Collected data:
=====
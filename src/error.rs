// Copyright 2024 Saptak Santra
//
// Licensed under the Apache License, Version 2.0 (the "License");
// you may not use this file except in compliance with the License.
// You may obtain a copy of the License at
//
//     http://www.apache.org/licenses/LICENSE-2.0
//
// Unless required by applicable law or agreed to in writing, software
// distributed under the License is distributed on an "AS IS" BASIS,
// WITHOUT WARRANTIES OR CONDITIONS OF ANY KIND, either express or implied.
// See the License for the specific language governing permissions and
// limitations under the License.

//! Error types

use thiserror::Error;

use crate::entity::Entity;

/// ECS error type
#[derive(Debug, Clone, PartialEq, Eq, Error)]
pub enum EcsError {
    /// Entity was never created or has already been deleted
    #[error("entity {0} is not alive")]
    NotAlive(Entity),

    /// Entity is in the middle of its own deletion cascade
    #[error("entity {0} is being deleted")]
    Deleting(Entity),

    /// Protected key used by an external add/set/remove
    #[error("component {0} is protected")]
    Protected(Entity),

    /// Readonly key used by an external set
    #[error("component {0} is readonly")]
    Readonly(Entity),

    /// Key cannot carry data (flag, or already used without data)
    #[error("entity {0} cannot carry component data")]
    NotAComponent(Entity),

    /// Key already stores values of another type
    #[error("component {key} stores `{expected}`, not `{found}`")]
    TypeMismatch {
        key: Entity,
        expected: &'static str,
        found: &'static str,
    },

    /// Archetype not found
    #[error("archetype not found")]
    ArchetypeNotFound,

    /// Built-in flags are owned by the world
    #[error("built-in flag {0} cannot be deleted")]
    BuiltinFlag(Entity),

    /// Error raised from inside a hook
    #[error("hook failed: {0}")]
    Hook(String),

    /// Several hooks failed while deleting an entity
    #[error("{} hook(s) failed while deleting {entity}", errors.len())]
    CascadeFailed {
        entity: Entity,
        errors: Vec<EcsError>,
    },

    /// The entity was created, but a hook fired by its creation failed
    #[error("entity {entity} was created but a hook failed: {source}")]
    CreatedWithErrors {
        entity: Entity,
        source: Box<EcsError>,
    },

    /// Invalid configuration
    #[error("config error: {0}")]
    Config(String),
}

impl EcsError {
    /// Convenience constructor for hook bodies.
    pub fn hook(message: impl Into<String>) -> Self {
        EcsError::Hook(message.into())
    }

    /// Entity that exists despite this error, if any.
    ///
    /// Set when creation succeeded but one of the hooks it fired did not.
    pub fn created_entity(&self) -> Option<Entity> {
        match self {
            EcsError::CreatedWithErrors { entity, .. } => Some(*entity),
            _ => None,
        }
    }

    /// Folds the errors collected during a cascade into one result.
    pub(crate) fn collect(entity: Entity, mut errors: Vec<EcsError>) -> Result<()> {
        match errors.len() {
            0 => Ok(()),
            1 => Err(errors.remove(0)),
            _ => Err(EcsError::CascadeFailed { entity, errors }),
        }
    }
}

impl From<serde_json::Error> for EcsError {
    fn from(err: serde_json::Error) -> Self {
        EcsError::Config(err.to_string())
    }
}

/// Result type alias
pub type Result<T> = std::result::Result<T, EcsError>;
=====
What is needed »
Copy down the entries exactly, leaving out no line.

Your solution »
filename src/error.rs
// Copyright 2024 Saptak Santra
//
// Licensed under the Apache License, Version 2.0 (the "License");
// you may not use this file except in compliance with the License.
// You may obtain a copy of the License at
//
//     http://www.apache.org/licenses/LICENSE-2.0
//
// Unless required by applicable law or agreed to in writing, software
// distributed under the License is distributed on an "AS IS" BASIS,
// WITHOUT WARRANTIES OR CONDITIONS OF ANY KIND, either express or implied.
// See the License for the specific language governing permissions and
// limitations under the License.

//! Error types

use thiserror::Error;

use crate::entity::Entity;

/// ECS error type
#[derive(Debug, Clone, PartialEq, Eq, Error)]
pub enum EcsError {
    /// Entity was never created or has already been deleted
    #[error("entity {0} is not alive")]
    NotAlive(Entity),

    /// Entity is in the middle of its own deletion cascade
    #[error("entity {0} is being deleted")]
    Deleting(Entity),

    /// Protected key used by an external add/set/remove
    #[error("component {0} is protected")]
    Protected(Entity),

    /// Readonly key used by an external set
    #[error("component {0} is readonly")]
    Readonly(Entity),

    /// Key cannot carry data (flag, or already used without data)
    #[error("entity {0} cannot carry component data")]
    NotAComponent(Entity),

    /// Key already stores values of another type
    #[error("component {key} stores `{expected}`, not `{found}`")]
    TypeMismatch {
        key: Entity,
        expected: &'static str,
        found: &'static str,
    },

    /// Archetype not found
    #[error("archetype not found")]
    ArchetypeNotFound,

    /// Built-in flags are owned by the world
    #[error("built-in flag {0} cannot be deleted")]
    BuiltinFlag(Entity),

    /// Error raised from inside a hook
    #[error("hook failed: {0}")]
    Hook(String),

    /// Several hooks failed while deleting an entity
    #[error("{} hook(s) failed while deleting {entity}", errors.len())]
    CascadeFailed {
        entity: Entity,
        errors: Vec<EcsError>,
    },

    /// The entity was created, but a hook fired by its creation failed
    #[error("entity {entity} was created but a hook failed: {source}")]
    CreatedWithErrors {
        entity: Entity,
        source: Box<EcsError>,
    },

    /// Invalid configuration
    #[error("config error: {0}")]
    Config(String),
}

impl EcsError {
    /// Convenience constructor for hook bodies.
    pub fn hook(message: impl Into<String>) -> Self {
        EcsError::Hook(message.into())
    }

    /// Entity that exists despite this error, if any.
    ///
    /// Set when creation succeeded but one of the hooks it fired did not.
    pub fn created_entity(&self) -> Option<Entity> {
        match self {
            EcsError::CreatedWithErrors { entity, .. } => Some(*entity),
            _ => None,
        }
    }

    /// Folds the errors collected during a cascade into one result.
    pub(crate) fn collect(entity: Entity, mut errors: Vec<EcsError>) -> Result<()> {
        match errors.len() {
            0 => Ok(()),
            1 => Err(errors.remove(0)),
            _ => Err(EcsError::CascadeFailed { entity, errors }),
        }
    }
}

impl From<serde_json::Error> for EcsError {
    fn from(err: serde_json::Error) -> Self {
        EcsError::Config(err.to_string())
    }
}

/// Result type alias
pub type Result<T> = std::result::Result<T, EcsError>;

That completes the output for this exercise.